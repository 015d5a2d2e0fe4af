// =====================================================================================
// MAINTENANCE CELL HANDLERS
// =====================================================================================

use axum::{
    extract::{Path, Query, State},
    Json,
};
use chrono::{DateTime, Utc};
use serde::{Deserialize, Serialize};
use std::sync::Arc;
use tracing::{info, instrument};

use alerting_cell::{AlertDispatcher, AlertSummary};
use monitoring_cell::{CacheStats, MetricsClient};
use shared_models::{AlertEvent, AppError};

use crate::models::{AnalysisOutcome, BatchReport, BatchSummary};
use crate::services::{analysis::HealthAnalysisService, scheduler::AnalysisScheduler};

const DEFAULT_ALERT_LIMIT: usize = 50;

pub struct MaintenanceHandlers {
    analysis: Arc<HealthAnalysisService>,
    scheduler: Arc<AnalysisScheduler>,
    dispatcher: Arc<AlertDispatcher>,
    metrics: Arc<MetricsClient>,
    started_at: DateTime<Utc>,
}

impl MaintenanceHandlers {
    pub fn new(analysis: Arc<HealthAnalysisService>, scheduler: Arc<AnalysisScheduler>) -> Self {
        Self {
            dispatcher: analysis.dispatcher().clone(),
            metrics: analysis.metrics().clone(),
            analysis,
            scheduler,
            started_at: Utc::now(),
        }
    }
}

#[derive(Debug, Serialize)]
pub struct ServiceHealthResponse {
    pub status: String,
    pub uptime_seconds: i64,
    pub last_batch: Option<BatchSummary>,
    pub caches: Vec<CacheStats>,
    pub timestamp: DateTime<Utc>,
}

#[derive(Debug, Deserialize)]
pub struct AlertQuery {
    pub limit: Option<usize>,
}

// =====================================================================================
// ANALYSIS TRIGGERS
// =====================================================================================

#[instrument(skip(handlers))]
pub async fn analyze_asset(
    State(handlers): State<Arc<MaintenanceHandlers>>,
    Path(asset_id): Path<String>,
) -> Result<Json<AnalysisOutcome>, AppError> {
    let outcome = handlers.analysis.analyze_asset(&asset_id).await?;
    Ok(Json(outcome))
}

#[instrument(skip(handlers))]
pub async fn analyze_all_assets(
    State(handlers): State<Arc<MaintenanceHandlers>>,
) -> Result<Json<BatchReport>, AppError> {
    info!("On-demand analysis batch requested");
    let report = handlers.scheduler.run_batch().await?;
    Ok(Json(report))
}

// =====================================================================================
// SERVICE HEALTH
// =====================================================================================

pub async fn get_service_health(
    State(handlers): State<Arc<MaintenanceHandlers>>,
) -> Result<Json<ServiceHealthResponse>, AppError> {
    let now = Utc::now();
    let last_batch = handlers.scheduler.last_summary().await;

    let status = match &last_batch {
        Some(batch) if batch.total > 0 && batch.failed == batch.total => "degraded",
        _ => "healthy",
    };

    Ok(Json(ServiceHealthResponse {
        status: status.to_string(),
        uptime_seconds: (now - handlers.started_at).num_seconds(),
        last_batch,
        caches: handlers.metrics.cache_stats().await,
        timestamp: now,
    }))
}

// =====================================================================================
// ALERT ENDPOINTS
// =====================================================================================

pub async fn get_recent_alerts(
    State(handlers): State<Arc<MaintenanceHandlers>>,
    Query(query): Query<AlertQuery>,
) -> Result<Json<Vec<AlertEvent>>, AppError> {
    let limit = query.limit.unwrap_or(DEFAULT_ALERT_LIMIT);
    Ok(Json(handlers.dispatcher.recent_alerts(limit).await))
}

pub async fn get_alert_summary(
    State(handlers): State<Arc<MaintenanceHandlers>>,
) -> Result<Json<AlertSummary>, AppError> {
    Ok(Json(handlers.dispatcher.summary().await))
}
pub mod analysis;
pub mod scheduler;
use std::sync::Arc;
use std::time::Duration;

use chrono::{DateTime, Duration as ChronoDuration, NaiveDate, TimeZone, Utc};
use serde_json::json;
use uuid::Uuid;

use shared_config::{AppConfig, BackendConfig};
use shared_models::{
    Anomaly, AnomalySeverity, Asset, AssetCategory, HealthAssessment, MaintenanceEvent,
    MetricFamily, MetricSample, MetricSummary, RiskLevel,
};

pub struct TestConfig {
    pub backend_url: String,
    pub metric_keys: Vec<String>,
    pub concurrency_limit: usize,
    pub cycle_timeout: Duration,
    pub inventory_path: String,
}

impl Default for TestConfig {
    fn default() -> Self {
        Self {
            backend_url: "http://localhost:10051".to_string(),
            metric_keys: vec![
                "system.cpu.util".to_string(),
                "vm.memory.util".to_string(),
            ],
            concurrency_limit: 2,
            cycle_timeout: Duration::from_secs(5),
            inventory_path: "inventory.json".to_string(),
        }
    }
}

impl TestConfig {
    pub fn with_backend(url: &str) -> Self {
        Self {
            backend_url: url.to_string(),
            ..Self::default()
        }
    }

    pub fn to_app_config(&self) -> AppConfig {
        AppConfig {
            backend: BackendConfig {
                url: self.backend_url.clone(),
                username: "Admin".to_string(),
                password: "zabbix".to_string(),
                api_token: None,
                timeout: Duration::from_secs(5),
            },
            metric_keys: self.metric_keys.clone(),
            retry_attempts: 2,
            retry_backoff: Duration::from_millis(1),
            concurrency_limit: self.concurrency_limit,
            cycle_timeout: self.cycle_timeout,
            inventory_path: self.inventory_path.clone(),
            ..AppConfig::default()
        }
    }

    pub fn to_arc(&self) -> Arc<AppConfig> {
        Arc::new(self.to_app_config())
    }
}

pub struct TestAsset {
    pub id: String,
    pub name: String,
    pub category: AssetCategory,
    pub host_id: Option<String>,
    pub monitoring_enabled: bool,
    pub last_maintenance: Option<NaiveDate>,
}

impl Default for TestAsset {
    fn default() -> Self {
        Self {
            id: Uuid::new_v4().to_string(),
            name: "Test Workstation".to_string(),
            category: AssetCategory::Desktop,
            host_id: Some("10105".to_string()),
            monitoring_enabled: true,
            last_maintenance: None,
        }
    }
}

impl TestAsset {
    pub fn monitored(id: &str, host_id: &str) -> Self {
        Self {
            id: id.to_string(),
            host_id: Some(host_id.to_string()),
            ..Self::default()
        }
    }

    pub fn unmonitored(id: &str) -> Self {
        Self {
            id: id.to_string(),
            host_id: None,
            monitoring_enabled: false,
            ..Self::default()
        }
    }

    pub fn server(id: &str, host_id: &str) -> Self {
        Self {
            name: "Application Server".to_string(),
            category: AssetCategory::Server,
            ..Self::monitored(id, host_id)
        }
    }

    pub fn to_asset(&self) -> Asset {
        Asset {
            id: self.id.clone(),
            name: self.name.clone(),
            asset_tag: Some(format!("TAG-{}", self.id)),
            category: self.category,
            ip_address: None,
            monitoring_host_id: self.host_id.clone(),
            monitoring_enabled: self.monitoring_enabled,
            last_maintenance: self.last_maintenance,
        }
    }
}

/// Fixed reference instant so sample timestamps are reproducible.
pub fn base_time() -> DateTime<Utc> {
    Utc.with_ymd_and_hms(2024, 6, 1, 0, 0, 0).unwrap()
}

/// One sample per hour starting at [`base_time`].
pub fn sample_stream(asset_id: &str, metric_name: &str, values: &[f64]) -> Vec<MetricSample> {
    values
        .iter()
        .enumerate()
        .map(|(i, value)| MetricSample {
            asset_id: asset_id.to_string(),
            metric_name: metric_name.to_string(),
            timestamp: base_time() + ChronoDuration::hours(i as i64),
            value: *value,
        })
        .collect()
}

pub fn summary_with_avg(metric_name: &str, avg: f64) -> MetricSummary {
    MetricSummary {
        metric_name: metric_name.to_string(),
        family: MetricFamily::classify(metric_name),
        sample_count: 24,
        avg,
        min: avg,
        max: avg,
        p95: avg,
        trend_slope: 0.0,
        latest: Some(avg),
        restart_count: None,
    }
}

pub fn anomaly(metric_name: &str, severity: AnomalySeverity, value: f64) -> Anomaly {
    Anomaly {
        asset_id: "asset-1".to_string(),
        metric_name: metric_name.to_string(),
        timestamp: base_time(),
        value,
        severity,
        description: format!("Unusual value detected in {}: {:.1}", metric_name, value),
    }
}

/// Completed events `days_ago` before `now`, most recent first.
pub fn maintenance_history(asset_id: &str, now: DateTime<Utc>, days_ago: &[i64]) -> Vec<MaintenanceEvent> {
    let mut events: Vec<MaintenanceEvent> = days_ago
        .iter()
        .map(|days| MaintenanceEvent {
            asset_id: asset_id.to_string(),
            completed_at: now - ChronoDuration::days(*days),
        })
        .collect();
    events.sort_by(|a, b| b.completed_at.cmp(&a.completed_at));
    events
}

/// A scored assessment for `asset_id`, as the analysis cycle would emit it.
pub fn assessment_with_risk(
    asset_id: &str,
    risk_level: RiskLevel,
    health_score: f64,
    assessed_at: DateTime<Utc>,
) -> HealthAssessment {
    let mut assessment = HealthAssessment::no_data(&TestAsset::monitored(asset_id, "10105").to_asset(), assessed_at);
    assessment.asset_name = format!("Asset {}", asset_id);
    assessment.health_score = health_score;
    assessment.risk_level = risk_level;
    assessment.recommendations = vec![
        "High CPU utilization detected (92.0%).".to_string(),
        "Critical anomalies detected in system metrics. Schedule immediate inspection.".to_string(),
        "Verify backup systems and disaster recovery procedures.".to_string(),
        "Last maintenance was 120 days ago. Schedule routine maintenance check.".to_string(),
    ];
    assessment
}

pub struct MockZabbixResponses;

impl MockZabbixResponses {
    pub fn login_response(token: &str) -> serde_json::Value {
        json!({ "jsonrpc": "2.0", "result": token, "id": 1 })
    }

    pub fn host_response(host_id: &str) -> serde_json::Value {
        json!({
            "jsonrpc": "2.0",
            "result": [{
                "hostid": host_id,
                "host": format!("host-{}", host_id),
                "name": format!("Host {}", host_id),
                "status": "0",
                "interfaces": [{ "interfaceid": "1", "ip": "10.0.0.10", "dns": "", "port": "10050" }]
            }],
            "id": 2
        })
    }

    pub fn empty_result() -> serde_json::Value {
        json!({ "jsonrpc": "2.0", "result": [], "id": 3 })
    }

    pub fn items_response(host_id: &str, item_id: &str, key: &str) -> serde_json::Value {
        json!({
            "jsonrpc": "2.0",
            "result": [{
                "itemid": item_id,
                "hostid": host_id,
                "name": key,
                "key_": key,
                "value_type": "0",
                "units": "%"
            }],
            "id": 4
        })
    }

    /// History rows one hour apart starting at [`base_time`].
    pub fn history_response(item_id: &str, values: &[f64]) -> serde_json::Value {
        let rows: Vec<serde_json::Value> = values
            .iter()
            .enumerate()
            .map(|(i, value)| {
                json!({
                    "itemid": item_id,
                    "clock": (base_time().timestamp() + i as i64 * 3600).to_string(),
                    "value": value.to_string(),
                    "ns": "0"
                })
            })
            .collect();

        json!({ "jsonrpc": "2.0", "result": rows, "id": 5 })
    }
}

------

▸ WHAT IS BEING ASKED
Return all lines of the material that have "AnomalySeverity" in them.

▸ WRITTEN REPLY
    Anomaly, AnomalySeverity, Asset, AssetCategory, HealthAssessment, MaintenanceEvent,
pub fn anomaly(metric_name: &str, severity: AnomalySeverity, value: f64) -> Anomaly {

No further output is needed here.